## Exercise
Your task is to copy the lines of the data below from the line holding "fn relative(&self, g: f64)" through the line holding "if self.prog_coeff.iter().any(|c| !c.is_finite())", inclusive, exactly and with nothing added.

## Records to use
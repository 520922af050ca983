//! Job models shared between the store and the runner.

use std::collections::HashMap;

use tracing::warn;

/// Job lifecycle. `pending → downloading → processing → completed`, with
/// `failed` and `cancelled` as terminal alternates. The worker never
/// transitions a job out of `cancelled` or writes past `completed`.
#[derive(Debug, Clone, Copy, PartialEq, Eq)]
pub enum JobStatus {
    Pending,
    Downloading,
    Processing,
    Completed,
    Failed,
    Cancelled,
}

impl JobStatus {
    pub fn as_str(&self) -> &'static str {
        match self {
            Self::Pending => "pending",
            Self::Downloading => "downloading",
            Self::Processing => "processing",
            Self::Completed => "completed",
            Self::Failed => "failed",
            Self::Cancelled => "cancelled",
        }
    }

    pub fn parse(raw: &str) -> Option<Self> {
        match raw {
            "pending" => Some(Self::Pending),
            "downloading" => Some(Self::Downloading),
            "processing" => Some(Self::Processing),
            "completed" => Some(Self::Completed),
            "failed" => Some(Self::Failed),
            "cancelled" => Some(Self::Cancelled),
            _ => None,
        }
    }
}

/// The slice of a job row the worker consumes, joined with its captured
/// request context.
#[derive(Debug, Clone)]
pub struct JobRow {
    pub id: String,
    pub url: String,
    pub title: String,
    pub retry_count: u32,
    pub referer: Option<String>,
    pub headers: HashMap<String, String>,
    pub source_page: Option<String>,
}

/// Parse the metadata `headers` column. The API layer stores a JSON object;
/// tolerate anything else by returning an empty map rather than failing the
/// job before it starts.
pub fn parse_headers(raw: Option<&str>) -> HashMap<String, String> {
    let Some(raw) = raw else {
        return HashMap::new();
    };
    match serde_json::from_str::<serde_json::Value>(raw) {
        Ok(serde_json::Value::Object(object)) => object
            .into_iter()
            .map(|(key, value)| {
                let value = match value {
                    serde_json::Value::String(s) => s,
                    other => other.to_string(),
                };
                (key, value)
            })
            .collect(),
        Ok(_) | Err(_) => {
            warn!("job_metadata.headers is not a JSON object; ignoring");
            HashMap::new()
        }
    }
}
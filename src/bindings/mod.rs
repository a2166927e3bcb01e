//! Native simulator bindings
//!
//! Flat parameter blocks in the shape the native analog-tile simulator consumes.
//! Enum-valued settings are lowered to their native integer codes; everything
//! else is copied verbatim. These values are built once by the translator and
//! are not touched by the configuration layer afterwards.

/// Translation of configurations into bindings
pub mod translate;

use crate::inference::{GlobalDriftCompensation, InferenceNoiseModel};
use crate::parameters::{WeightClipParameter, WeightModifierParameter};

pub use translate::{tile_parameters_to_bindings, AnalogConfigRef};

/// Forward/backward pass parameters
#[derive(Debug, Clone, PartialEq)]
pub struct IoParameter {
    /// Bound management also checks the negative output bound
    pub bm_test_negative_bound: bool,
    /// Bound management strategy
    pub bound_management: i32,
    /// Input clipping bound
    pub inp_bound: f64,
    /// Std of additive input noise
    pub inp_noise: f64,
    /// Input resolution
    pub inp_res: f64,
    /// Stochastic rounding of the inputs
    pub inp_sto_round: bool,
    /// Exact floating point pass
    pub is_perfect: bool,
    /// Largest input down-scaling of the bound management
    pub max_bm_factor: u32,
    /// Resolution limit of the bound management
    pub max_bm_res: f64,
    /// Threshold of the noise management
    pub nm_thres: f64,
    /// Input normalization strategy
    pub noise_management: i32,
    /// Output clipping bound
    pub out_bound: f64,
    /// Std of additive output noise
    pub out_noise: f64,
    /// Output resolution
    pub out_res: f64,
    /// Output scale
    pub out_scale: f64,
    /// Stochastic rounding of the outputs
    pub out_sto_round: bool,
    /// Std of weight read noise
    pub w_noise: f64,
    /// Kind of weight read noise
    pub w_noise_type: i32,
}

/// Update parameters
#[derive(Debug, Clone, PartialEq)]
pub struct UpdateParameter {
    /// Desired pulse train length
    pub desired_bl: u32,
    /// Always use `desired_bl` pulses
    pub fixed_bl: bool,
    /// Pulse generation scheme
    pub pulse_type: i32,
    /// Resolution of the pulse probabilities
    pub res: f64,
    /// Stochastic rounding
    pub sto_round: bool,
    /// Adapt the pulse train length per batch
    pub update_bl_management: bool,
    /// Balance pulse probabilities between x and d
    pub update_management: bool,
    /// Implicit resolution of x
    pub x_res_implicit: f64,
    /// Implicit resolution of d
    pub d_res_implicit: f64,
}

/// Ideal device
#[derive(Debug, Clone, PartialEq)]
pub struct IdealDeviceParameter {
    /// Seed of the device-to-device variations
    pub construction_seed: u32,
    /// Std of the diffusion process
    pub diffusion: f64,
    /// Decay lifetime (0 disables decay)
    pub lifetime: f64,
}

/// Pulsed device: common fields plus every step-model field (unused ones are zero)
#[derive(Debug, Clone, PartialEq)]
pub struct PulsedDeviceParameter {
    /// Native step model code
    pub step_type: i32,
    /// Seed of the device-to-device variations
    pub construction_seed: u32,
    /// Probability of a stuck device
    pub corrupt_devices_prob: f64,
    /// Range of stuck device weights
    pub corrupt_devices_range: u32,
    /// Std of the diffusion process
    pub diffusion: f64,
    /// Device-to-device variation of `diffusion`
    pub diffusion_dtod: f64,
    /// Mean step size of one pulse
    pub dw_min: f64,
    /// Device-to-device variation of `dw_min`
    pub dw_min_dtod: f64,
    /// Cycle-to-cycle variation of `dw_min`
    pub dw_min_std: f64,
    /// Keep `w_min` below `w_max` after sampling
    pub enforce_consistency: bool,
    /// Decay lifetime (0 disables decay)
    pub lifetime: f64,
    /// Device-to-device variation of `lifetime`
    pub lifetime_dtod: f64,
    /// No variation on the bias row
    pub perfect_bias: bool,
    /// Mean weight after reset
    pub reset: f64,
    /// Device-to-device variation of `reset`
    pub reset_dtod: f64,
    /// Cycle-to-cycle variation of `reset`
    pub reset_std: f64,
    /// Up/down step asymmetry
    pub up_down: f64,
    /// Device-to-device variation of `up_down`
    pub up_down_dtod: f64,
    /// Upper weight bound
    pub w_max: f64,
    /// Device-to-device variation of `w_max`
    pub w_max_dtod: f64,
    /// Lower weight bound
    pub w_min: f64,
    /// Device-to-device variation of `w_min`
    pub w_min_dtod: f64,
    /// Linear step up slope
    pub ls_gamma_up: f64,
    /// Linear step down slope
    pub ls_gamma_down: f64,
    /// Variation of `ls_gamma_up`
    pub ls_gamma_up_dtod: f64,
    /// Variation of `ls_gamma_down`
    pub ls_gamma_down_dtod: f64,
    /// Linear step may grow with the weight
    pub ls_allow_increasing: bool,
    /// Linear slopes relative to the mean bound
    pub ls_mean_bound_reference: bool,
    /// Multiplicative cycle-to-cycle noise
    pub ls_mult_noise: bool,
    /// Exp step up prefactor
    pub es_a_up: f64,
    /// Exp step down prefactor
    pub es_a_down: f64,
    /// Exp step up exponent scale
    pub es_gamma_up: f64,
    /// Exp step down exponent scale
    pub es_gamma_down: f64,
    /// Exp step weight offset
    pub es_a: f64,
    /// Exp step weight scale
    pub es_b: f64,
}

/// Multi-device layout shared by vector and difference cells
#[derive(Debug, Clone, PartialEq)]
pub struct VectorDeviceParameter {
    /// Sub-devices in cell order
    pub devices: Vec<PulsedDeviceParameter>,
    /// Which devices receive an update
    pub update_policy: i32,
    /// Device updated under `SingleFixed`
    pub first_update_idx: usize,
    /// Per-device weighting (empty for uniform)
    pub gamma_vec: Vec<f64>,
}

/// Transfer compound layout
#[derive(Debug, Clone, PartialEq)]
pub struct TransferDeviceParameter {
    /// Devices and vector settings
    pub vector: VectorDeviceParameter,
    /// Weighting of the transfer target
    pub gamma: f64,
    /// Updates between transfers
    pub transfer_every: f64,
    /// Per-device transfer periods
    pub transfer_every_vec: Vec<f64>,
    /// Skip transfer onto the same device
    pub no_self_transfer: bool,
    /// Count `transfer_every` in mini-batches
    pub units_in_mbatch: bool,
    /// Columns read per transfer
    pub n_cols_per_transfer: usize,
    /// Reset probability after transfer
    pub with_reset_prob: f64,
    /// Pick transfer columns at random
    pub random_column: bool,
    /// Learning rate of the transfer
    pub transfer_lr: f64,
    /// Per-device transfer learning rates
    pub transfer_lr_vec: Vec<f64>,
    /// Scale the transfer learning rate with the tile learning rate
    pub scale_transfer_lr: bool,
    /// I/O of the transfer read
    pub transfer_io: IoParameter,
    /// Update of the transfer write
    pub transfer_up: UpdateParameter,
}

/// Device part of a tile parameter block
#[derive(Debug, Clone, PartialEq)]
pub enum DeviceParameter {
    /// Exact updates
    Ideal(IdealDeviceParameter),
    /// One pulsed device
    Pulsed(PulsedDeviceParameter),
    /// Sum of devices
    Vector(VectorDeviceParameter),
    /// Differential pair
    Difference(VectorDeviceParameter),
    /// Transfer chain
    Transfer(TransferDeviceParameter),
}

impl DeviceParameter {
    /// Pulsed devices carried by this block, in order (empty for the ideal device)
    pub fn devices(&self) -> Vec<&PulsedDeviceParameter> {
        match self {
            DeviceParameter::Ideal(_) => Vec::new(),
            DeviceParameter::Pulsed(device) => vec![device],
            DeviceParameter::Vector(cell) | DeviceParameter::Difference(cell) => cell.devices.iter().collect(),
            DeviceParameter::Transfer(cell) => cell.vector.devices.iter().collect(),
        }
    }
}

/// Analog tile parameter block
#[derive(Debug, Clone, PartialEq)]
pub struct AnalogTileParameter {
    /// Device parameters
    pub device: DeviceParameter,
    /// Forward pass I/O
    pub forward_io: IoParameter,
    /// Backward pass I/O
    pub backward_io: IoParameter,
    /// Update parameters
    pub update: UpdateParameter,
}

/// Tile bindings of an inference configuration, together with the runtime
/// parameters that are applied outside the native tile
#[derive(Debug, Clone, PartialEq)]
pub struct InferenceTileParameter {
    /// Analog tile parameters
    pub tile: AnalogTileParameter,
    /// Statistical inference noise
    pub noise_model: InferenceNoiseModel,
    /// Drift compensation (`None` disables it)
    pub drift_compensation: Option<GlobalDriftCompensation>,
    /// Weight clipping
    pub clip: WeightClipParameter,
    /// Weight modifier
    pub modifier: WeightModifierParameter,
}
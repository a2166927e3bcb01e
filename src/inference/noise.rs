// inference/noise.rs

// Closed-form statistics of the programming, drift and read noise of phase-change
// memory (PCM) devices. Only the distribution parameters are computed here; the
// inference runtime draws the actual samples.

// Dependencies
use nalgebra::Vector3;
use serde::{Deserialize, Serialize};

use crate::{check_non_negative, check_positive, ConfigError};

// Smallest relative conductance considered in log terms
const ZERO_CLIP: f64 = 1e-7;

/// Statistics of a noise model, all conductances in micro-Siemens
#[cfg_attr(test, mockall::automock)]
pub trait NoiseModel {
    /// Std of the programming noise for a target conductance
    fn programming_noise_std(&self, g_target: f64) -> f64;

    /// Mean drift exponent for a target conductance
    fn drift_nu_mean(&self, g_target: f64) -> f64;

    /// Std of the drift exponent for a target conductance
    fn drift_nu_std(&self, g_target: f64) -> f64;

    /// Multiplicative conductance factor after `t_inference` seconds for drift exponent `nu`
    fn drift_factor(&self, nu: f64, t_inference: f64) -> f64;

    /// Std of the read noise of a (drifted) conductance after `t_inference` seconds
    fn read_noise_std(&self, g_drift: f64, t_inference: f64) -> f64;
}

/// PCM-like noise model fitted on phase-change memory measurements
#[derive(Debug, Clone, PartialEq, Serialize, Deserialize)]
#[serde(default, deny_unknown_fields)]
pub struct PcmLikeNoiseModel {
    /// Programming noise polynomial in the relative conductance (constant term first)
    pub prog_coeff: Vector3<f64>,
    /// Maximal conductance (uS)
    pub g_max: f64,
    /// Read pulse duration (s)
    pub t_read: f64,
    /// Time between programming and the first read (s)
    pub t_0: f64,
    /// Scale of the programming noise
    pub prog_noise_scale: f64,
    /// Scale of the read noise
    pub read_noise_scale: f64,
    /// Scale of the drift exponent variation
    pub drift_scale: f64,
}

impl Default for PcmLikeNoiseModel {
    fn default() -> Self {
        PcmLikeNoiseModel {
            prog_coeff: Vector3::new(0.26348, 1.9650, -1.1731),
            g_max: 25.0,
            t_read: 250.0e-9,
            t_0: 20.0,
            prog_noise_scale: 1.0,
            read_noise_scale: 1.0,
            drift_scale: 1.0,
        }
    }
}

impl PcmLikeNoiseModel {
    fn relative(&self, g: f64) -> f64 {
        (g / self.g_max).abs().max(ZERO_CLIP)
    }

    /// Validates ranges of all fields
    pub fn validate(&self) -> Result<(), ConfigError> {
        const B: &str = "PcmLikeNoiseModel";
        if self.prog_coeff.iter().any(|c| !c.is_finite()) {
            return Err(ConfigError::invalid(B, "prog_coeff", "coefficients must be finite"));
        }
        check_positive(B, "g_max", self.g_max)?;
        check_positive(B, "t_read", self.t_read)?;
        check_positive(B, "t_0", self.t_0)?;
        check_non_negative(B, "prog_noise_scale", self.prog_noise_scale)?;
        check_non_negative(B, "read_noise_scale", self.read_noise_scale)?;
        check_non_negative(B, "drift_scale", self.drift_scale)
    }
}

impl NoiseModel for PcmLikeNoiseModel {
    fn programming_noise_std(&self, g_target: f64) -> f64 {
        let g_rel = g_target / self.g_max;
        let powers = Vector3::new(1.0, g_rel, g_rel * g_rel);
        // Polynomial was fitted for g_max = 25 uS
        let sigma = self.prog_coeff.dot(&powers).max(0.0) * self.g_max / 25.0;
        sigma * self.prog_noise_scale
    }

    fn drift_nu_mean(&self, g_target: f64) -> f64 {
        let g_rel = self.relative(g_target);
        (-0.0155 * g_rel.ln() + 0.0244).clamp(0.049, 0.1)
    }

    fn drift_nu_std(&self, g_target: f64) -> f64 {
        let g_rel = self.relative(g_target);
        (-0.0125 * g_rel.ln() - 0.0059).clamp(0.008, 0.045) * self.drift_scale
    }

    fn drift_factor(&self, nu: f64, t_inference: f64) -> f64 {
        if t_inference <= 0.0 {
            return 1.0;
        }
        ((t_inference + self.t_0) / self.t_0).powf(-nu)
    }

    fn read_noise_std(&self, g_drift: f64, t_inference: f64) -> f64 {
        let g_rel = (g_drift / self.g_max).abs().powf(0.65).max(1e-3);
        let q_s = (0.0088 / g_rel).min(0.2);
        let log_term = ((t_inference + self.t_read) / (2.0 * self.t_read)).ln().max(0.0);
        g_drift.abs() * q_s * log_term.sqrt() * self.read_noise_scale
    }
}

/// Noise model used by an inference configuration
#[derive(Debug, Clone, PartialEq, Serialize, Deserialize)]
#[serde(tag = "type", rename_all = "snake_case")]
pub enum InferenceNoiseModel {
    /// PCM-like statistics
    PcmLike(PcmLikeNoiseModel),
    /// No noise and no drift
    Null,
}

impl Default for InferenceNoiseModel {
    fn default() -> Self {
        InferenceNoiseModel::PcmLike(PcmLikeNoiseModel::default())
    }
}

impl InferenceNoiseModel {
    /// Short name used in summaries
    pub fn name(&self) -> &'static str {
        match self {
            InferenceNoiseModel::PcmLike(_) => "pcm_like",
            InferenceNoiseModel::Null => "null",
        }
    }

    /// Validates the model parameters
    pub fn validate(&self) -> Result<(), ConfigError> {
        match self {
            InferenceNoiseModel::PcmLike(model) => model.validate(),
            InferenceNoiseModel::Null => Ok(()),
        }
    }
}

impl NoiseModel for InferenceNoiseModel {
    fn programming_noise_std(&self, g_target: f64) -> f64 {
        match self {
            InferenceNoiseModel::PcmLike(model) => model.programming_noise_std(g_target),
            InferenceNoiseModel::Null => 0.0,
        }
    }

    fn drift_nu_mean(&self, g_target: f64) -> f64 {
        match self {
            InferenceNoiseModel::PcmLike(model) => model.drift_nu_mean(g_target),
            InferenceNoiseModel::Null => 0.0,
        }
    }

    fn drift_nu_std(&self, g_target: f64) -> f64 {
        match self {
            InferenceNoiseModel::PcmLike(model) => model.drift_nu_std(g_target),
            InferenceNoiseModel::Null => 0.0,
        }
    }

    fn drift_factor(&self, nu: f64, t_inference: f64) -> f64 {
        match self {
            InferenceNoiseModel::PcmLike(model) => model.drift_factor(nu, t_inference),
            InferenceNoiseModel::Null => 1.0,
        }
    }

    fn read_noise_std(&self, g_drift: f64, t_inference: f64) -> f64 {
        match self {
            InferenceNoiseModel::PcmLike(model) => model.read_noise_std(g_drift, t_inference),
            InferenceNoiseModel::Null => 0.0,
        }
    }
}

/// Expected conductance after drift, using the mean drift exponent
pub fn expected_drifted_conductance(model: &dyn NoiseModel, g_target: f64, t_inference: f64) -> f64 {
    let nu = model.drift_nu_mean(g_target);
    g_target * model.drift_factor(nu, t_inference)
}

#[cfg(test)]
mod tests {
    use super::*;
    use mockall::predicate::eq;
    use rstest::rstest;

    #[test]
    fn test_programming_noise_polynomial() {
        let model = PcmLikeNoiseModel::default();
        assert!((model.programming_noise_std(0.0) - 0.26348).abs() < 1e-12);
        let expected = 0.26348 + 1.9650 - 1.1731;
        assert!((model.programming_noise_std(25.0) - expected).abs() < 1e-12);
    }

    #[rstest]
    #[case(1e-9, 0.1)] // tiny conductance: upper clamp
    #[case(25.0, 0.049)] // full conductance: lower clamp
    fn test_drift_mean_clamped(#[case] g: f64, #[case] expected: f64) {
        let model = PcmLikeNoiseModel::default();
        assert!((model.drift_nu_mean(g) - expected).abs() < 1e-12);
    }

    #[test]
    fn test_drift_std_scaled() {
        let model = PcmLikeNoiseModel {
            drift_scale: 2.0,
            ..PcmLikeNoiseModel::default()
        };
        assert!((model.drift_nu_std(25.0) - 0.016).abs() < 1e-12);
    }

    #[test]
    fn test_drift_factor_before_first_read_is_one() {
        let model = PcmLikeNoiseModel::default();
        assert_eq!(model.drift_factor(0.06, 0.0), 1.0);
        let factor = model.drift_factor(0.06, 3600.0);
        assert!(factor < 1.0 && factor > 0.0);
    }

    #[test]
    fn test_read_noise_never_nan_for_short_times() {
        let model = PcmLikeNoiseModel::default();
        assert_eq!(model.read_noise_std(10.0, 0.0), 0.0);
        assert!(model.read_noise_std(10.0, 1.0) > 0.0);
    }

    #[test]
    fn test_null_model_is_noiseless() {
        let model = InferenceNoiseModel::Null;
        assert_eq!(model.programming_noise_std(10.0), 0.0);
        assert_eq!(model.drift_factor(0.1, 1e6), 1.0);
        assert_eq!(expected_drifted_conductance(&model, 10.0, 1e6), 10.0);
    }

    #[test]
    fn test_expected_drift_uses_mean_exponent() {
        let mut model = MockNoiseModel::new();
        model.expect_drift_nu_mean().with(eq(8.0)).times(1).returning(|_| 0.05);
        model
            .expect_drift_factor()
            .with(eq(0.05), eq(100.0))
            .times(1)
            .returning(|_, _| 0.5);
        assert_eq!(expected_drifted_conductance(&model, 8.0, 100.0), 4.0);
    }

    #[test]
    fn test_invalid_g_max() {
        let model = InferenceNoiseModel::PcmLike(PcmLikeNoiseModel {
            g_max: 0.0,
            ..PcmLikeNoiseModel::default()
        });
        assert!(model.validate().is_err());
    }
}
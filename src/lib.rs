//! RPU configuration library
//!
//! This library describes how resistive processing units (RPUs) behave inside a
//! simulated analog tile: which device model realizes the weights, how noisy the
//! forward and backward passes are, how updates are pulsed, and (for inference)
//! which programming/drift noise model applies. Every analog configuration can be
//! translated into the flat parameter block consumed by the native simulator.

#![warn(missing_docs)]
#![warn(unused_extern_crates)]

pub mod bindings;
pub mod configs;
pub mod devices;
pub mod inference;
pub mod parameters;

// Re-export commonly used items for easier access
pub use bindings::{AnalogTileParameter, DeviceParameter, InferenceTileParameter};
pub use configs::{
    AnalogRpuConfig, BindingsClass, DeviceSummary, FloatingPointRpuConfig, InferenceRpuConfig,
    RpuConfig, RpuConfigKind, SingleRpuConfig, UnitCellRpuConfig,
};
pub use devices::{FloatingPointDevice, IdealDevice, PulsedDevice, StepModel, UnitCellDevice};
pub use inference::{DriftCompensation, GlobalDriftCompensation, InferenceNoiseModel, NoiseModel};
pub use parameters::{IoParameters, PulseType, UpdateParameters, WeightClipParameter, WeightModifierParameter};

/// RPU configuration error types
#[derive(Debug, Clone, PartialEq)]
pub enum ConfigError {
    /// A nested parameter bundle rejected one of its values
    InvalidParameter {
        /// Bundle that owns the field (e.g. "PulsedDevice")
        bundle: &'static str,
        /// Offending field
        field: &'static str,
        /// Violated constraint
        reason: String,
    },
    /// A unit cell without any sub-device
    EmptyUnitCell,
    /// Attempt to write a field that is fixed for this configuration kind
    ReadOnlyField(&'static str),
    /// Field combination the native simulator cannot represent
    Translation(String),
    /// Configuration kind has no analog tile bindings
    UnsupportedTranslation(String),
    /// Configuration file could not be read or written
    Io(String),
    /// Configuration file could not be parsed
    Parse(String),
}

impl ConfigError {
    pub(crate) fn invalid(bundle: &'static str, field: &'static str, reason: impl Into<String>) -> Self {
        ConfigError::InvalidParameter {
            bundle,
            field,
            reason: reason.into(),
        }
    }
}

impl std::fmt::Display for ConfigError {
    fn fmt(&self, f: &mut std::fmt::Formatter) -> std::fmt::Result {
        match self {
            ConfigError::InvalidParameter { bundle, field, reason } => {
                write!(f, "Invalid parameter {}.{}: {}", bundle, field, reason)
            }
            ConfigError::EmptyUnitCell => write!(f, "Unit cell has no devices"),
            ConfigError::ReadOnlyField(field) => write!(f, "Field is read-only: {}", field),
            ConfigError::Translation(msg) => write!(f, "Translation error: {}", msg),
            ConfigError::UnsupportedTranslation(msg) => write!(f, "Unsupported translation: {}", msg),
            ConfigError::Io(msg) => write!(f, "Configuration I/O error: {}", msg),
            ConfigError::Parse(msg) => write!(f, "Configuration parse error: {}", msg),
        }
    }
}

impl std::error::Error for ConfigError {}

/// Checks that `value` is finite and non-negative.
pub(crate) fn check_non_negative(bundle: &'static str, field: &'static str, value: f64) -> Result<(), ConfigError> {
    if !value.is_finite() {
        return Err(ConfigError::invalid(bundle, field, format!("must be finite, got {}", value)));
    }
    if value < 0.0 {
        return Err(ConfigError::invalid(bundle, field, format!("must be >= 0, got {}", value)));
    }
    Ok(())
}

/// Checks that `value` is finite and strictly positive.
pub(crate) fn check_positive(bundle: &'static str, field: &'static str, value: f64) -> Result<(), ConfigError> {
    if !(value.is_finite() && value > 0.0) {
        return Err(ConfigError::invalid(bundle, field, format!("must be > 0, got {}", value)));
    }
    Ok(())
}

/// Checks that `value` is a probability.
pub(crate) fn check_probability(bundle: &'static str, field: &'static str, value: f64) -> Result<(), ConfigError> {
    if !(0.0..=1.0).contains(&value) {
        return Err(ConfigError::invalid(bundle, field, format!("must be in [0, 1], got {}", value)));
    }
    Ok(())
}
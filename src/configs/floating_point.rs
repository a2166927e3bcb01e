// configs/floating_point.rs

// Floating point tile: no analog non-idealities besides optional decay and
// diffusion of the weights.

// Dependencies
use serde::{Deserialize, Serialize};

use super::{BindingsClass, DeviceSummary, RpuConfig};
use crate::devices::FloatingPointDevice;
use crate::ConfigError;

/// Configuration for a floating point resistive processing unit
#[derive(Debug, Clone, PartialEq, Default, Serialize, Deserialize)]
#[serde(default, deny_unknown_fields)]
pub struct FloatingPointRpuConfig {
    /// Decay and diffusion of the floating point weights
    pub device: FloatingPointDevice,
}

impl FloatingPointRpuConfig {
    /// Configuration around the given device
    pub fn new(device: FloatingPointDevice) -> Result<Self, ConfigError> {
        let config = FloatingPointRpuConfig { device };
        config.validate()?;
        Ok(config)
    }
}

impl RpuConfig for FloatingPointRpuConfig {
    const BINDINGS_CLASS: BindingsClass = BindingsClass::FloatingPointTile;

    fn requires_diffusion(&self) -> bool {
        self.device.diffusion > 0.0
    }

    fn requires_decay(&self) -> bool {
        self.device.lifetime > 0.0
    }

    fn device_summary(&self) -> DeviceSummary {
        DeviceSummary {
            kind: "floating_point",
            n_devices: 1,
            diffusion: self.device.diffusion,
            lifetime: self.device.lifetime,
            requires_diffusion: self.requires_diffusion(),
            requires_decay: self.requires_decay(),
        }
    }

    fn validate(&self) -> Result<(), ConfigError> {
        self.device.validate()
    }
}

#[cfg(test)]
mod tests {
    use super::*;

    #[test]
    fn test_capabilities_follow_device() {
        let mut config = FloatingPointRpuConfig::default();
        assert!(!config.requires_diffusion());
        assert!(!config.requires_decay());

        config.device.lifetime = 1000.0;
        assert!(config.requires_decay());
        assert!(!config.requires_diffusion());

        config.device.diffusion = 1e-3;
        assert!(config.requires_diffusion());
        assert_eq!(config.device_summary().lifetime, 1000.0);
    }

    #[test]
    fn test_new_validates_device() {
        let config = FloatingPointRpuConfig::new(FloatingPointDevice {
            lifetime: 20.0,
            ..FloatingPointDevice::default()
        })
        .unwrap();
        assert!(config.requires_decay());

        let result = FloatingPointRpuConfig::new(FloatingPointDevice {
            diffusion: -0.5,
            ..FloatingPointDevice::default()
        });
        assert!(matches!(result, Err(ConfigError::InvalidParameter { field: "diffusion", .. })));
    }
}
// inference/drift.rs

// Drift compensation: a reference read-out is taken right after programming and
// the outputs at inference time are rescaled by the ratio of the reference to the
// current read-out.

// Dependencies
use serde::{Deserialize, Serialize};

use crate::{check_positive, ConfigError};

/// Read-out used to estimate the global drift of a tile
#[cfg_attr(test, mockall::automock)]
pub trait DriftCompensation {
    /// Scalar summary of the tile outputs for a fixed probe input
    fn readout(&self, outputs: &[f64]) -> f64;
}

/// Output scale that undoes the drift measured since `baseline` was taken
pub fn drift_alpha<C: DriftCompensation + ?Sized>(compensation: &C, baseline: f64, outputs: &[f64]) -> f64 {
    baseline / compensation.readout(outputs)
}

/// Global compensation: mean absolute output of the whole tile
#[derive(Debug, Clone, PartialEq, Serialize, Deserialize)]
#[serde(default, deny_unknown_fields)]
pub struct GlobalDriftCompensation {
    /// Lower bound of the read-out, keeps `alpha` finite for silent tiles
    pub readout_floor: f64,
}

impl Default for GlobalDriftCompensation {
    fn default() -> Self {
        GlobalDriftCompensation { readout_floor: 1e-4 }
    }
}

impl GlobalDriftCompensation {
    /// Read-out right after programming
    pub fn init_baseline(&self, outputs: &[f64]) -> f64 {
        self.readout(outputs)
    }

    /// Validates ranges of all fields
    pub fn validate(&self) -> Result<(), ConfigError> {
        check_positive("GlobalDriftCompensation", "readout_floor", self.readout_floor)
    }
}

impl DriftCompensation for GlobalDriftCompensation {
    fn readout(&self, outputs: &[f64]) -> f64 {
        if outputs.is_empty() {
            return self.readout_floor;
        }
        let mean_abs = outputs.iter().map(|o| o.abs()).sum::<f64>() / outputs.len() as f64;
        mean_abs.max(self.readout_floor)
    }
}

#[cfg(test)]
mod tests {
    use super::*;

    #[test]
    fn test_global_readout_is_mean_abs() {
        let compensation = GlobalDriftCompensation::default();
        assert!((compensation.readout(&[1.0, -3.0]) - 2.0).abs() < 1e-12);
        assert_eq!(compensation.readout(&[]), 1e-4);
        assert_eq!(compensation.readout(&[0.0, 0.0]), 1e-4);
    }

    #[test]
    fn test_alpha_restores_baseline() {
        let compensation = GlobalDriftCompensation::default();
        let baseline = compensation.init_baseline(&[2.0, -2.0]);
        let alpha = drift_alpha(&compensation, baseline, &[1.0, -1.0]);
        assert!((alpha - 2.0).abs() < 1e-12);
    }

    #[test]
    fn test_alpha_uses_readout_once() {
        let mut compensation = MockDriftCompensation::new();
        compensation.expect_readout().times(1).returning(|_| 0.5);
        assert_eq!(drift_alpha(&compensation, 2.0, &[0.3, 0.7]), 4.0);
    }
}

## Response area
    fn relative(&self, g: f64) -> f64 {
        (g / self.g_max).abs().max(ZERO_CLIP)
    }

    /// Validates ranges of all fields
    pub fn validate(&self) -> Result<(), ConfigError> {
        const B: &str = "PcmLikeNoiseModel";
        if self.prog_coeff.iter().any(|c| !c.is_finite()) {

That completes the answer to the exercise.